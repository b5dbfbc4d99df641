//! Collaborators owned by the hosting platform.
//!
//! The engine and the tools receive these as `Arc<dyn ..>` at construction time;
//! nothing in the runtime reaches for a process-wide handle.

use std::collections::BTreeMap;

use anyhow::Result;
use async_trait::async_trait;
use serde::{Deserialize, Serialize};
use serde_json::{Map, Value};

/// Entity surfaced to the model in the system prompt
#[derive(Debug, Clone, PartialEq, Serialize, Deserialize)]
pub struct ExposedEntity {
    pub entity_id: String,
    pub name: String,
    #[serde(default)]
    pub state: Option<String>,
    #[serde(default)]
    pub attributes: Map<String, Value>,
    #[serde(default)]
    pub aliases: Vec<String>,
}

/// Snapshot of exposed entities: grouped by area, plus three reserved buckets
/// for entities that are not grouped by area.
#[derive(Debug, Clone, Default, PartialEq, Serialize, Deserialize)]
pub struct ExposedEntities {
    pub areas: BTreeMap<String, Vec<ExposedEntity>>,
    pub scenes: Vec<ExposedEntity>,
    pub scripts: Vec<ExposedEntity>,
    pub automations: Vec<ExposedEntity>,
}

impl ExposedEntities {
    pub fn add_to_area(&mut self, area: &str, entity: ExposedEntity) {
        self.areas.entry(area.to_string()).or_default().push(entity);
    }

    pub fn len(&self) -> usize {
        self.areas.values().map(Vec::len).sum::<usize>()
            + self.scenes.len()
            + self.scripts.len()
            + self.automations.len()
    }

    pub fn is_empty(&self) -> bool {
        self.len() == 0
    }
}

/// Current state of one entity
#[derive(Debug, Clone, PartialEq, Serialize, Deserialize)]
pub struct EntityState {
    pub entity_id: String,
    pub state: String,
    #[serde(default)]
    pub attributes: Map<String, Value>,
}

impl EntityState {
    pub fn attribute(&self, key: &str) -> Option<&Value> {
        self.attributes.get(key).filter(|v| !v.is_null())
    }
}

#[async_trait]
pub trait EntityDirectory: Send + Sync {
    async fn exposed_entities(&self) -> Result<ExposedEntities>;

    /// `Ok(None)` when the entity does not exist
    async fn entity_state(&self, entity_id: &str) -> Result<Option<EntityState>>;
}

/// Outcome of one batched action call
#[derive(Debug, Clone, PartialEq)]
pub struct ActionOutcome {
    pub success: bool,
    pub failed_entity_ids: Vec<String>,
}

impl ActionOutcome {
    pub fn ok() -> Self {
        Self {
            success: true,
            failed_entity_ids: Vec::new(),
        }
    }

    pub fn failed(entity_ids: &[String]) -> Self {
        Self {
            success: false,
            failed_entity_ids: entity_ids.to_vec(),
        }
    }
}

#[async_trait]
pub trait ActionExecutor: Send + Sync {
    /// Perform `domain.action` against all `entity_ids` in one call
    async fn call_action(
        &self,
        entity_ids: &[String],
        domain: &str,
        action: &str,
        data: Option<Map<String, Value>>,
    ) -> Result<ActionOutcome>;

    /// Same as `call_action` for actions that return data (e.g. calendar events)
    async fn query_action(
        &self,
        entity_ids: &[String],
        domain: &str,
        action: &str,
        data: Option<Map<String, Value>>,
    ) -> Result<Value>;
}

/// Template rendering failure
#[derive(Debug, thiserror::Error)]
#[error("template error: {0}")]
pub struct TemplateError(pub String);

#[async_trait]
pub trait PromptRenderer: Send + Sync {
    async fn render(&self, template: &str, variables: &Value) -> Result<String, TemplateError>;
}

> **What is needed**
Write all of the records out exactly, including every line.

> **Exercise answer**
repository b5dbfbc4d99df641
//! Collaborators owned by the hosting platform.
//!
//! The engine and the tools receive these as `Arc<dyn ..>` at construction time;
//! nothing in the runtime reaches for a process-wide handle.

use std::collections::BTreeMap;

use anyhow::Result;
use async_trait::async_trait;
use serde::{Deserialize, Serialize};
use serde_json::{Map, Value};

/// Entity surfaced to the model in the system prompt
#[derive(Debug, Clone, PartialEq, Serialize, Deserialize)]
pub struct ExposedEntity {
    pub entity_id: String,
    pub name: String,
    #[serde(default)]
    pub state: Option<String>,
    #[serde(default)]
    pub attributes: Map<String, Value>,
    #[serde(default)]
    pub aliases: Vec<String>,
}

/// Snapshot of exposed entities: grouped by area, plus three reserved buckets
/// for entities that are not grouped by area.
#[derive(Debug, Clone, Default, PartialEq, Serialize, Deserialize)]
pub struct ExposedEntities {
    pub areas: BTreeMap<String, Vec<ExposedEntity>>,
    pub scenes: Vec<ExposedEntity>,
    pub scripts: Vec<ExposedEntity>,
    pub automations: Vec<ExposedEntity>,
}

impl ExposedEntities {
    pub fn add_to_area(&mut self, area: &str, entity: ExposedEntity) {
        self.areas.entry(area.to_string()).or_default().push(entity);
    }

    pub fn len(&self) -> usize {
        self.areas.values().map(Vec::len).sum::<usize>()
            + self.scenes.len()
            + self.scripts.len()
            + self.automations.len()
    }

    pub fn is_empty(&self) -> bool {
        self.len() == 0
    }
}

/// Current state of one entity
#[derive(Debug, Clone, PartialEq, Serialize, Deserialize)]
pub struct EntityState {
    pub entity_id: String,
    pub state: String,
    #[serde(default)]
    pub attributes: Map<String, Value>,
}

impl EntityState {
    pub fn attribute(&self, key: &str) -> Option<&Value> {
        self.attributes.get(key).filter(|v| !v.is_null())
    }
}

#[async_trait]
pub trait EntityDirectory: Send + Sync {
    async fn exposed_entities(&self) -> Result<ExposedEntities>;

    /// `Ok(None)` when the entity does not exist
    async fn entity_state(&self, entity_id: &str) -> Result<Option<EntityState>>;
}

/// Outcome of one batched action call
#[derive(Debug, Clone, PartialEq)]
pub struct ActionOutcome {
    pub success: bool,
    pub failed_entity_ids: Vec<String>,
}

impl ActionOutcome {
    pub fn ok() -> Self {
        Self {
            success: true,
            failed_entity_ids: Vec::new(),
        }
    }

    pub fn failed(entity_ids: &[String]) -> Self {
        Self {
            success: false,
            failed_entity_ids: entity_ids.to_vec(),
        }
    }
}

#[async_trait]
pub trait ActionExecutor: Send + Sync {
    /// Perform `domain.action` against all `entity_ids` in one call
    async fn call_action(
        &self,
        entity_ids: &[String],
        domain: &str,
        action: &str,
        data: Option<Map<String, Value>>,
    ) -> Result<ActionOutcome>;

    /// Same as `call_action` for actions that return data (e.g. calendar events)
    async fn query_action(
        &self,
        entity_ids: &[String],
        domain: &str,
        action: &str,
        data: Option<Map<String, Value>>,
    ) -> Result<Value>;
}

/// Template rendering failure
#[derive(Debug, thiserror::Error)]
#[error("template error: {0}")]
pub struct TemplateError(pub String);

#[async_trait]
pub trait PromptRenderer: Send + Sync {
    async fn render(&self, template: &str, variables: &Value) -> Result<String, TemplateError>;
}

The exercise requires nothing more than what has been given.